Mr. Brown asked his neighbor why the fleet had not come out at night, and several, hearing the question, turned toward him as if interested in the subject. The answer was that it was impossible to come out in the face of the search-light our battleships threw into the entrance. In this all agreed. “We could not,” said young Cervera. “Your light was maintained continuously, without interruption, shining right up the channel.” I understood from them that it was actually impossible to navigate the ships in the beam, and quite believed it, remembering an experience of my own when the BROOKYN threw her light upon us. When I asked why they came out in the face of such crushing superiority, I think it was again Don Angel who answered, shrugging his shoulders: “Your army surrounds the city, and can enter when it chooses; we were driven out.” The admiral remarked that he acted under positive orders to come out. I said to Don Angel: “Nous avons remporte la victoire, mais la gloire est a vous.” He called to his father at the other end of the table, and repeated the remark. “C’est tres bien!” said the old admiral, and he nodded to me approvingly. The remark was repeated in Spanish to those who had not understood the French words, and a murmur of approbation rose from all sides. One officer, who showed signs of the terrible strain he had been subjected to, almost broke down, and tears rolled down his cheeks.

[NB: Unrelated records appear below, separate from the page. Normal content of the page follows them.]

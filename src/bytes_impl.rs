//! Conversion between [`MpInt`] values and fixed width byte strings.
//!
//! Byte strings are interpreted as either big or little endian, and either as unsigned magnitudes
//! or as two's complement signed values of exactly the given width.

use super::error::MpIntError;
use super::limb::{LimbType, LIMB_BYTES};
use super::limbs_buffer::LimbsBuffer;
use super::mpint::MpInt;

/// Load the `i`th least significant byte of a magnitude.
fn load_mag_byte(mag: &[LimbType], i: usize) -> u8 {
    match mag.get(i / LIMB_BYTES) {
        Some(l) => (l >> (8 * (i % LIMB_BYTES))) as u8,
        None => 0,
    }
}

/// Whether a value fits `nbits` bits, in two's complement if `signed`.
fn fits_nbits(u: &MpInt, nbits: u64, signed: bool) -> bool {
    let mag_nbits = u.bit_length();
    if mag_nbits == 0 {
        true
    } else if !signed {
        !u.is_negative() && mag_nbits <= nbits
    } else if !u.is_negative() {
        mag_nbits < nbits
    } else {
        // -2^(nbits - 1) is the most negative representable value.
        mag_nbits < nbits || (mag_nbits == nbits && u.trailing_zeros() == nbits - 1)
    }
}

impl MpInt {
    /// Encode into exactly `length` bytes.
    ///
    /// Negative values are encoded in two's complement and require `signed`. Values not fitting
    /// the requested width fail with [`MpIntError::DoesNotFit`].
    pub fn to_bytes(
        &self,
        length: usize,
        little_endian: bool,
        signed: bool,
    ) -> Result<Vec<u8>, MpIntError> {
        let nbits = (length as u64).saturating_mul(8);
        if !fits_nbits(self, nbits, signed) {
            return Err(MpIntError::DoesNotFit);
        }

        let mut bytes = Vec::new();
        bytes.try_reserve_exact(length)?;
        let mag = self.limbs();
        if self.is_negative() {
            // !(|u| - 1) == -|u|, computed bytewise with a borrow chain.
            let mut borrow = 1;
            for i in 0..length {
                let (b, o) = load_mag_byte(mag, i).overflowing_sub(borrow);
                borrow = o as u8;
                bytes.push(!b);
            }
        } else {
            bytes.extend((0..length).map(|i| load_mag_byte(mag, i)));
        }

        if !little_endian {
            bytes.reverse();
        }
        Ok(bytes)
    }

    /// Decode from a byte string.
    ///
    /// For `signed`, the most significant bit of the most significant byte is the sign bit. An
    /// empty byte string decodes to zero.
    pub fn from_bytes(bytes: &[u8], little_endian: bool, signed: bool) -> Result<Self, MpIntError> {
        let length = bytes.len();
        let load_byte = |i: usize| {
            if little_endian {
                bytes[i]
            } else {
                bytes[length - 1 - i]
            }
        };
        let negative = signed && length != 0 && load_byte(length - 1) & 0x80 != 0;

        let nlimbs = length / LIMB_BYTES + (length % LIMB_BYTES != 0) as usize;
        let mut limbs = LimbsBuffer::try_with_nlimbs(nlimbs)?;
        let limbs_slice = limbs.as_mut_slice();
        let mut borrow = 1;
        for i in 0..length {
            let mut b = load_byte(i);
            if negative {
                // |u| == !u + 1.
                let (sum, o) = (!b).overflowing_add(borrow);
                borrow = o as u8;
                b = sum;
            }
            limbs_slice[i / LIMB_BYTES] |= (b as LimbType) << (8 * (i % LIMB_BYTES));
        }
        Ok(MpInt::from_limbs_buffer(negative, limbs))
    }
}

#[test]
fn test_to_bytes() {
    let v = MpInt::from(-1i64);
    assert_eq!(v.to_bytes(2, true, true).unwrap(), [0xff, 0xff]);
    assert_eq!(MpInt::from_bytes(&[0xff, 0xff], true, true).unwrap(), v);

    let v = MpInt::from(0x1234i64);
    assert_eq!(v.to_bytes(2, false, false).unwrap(), [0x12, 0x34]);
    assert_eq!(v.to_bytes(4, true, false).unwrap(), [0x34, 0x12, 0, 0]);
    assert_eq!(v.to_bytes(3, false, true).unwrap(), [0, 0x12, 0x34]);
    assert_eq!(v.to_bytes(1, false, false).unwrap_err(), MpIntError::DoesNotFit);

    assert_eq!(MpInt::from(255i64).to_bytes(1, true, false).unwrap(), [0xff]);
    assert_eq!(MpInt::from(255i64).to_bytes(1, true, true).unwrap_err(), MpIntError::DoesNotFit);
    assert_eq!(MpInt::from(127i64).to_bytes(1, true, true).unwrap(), [0x7f]);
    assert_eq!(MpInt::from(-128i64).to_bytes(1, true, true).unwrap(), [0x80]);
    assert_eq!(MpInt::from(-129i64).to_bytes(1, true, true).unwrap_err(), MpIntError::DoesNotFit);
    assert_eq!(MpInt::from(-256i64).to_bytes(2, false, true).unwrap(), [0xff, 0x00]);
    assert_eq!(MpInt::from(-1i64).to_bytes(1, true, false).unwrap_err(), MpIntError::DoesNotFit);

    assert!(MpInt::new().to_bytes(0, true, true).unwrap().is_empty());
    assert_eq!(MpInt::from(1i64).to_bytes(0, true, false).unwrap_err(), MpIntError::DoesNotFit);
}

#[test]
fn test_from_bytes() {
    assert!(MpInt::from_bytes(&[], true, true).unwrap().is_zero());
    assert_eq!(MpInt::from_bytes(&[0x80], true, true).unwrap(), MpInt::from(-128i64));
    assert_eq!(MpInt::from_bytes(&[0x80], true, false).unwrap(), MpInt::from(128i64));
    assert_eq!(MpInt::from_bytes(&[0xff, 0x00], false, true).unwrap(), MpInt::from(-256i64));
    assert_eq!(MpInt::from_bytes(&[0x00, 0xff], false, true).unwrap(), MpInt::from(255i64));
    assert_eq!(MpInt::from_bytes(&[0, 0, 0, 0x80], true, true).unwrap(), MpInt::from(-(1i64 << 31)));

    let bytes: Vec<u8> = (1..=20).collect();
    let v = MpInt::from_bytes(&bytes, false, false).unwrap();
    assert_eq!(v, tst_mk_mpint!("0x0102030405060708090a0b0c0d0e0f1011121314"));
    assert_eq!(v.to_bytes(20, false, false).unwrap(), bytes);
    let neg = v.checked_neg().unwrap();
    let enc = neg.to_bytes(21, true, true).unwrap();
    assert_eq!(enc[20], 0xff);
    assert_eq!(MpInt::from_bytes(&enc, true, true).unwrap(), neg);
}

The officers naturally asked one another about their friends on the different ships, and all, especially the admiral, seemed distressed at the death of Dr. L’Allemand, the fleet surgeon. They could hardly believe it when told that he was safe in our sick-bay, having been rescued from a piece of floating wreckage by the dinghy. It is a strange fact that this man owed his rescue to his religious fervor. From the bridge I had seen the wreckage, and, watching through a binocular for possible signs of life, saw him raise his clasped hands in prayer. But for this movement he would have been lost, for our boat reached him just in time.
Late in the afternoon, the admiral and
a few of the higher officers were transferred to the IOWA,
and all the rest of the unwounded prisoners to the INDIANA.
As far as our limited supplies allowed, they had been clothed and made
comfortable. I gave the admiral the only suit
of citizen’s clothing I had on board. The wounded were taken to Siboney,
where room was found for them on the army hospital steamer OLIVETTE. One
poor fellow had died, and about half-way between Siboney and Santiago,
on our return trip, the pipes of the boatswain’s mates were followed by
the call, “All hands bury the dead.” The officers and men mustered on the
quarter-deck, the engines were stopped, and the body of the dead sailor,
sewed in a hammock and covered with the flag of the FUROR,
was brought aft. The chief master-at-arms, a Roman Catholic, read the service.
A sailor’s funeral at sea is always impressive, and in this case it seemed
a most fitting end to the events of the day. I heard a man say, as he went
forward after the ceremony: “If they had hit us only once, there might
have been a lot of us dropped overboard to-night in- stead of that Spaniard.”
And an answering voice said grimly: “Yes; and perhaps the funeral would
have been in the forenoon, and with nobody to read the service.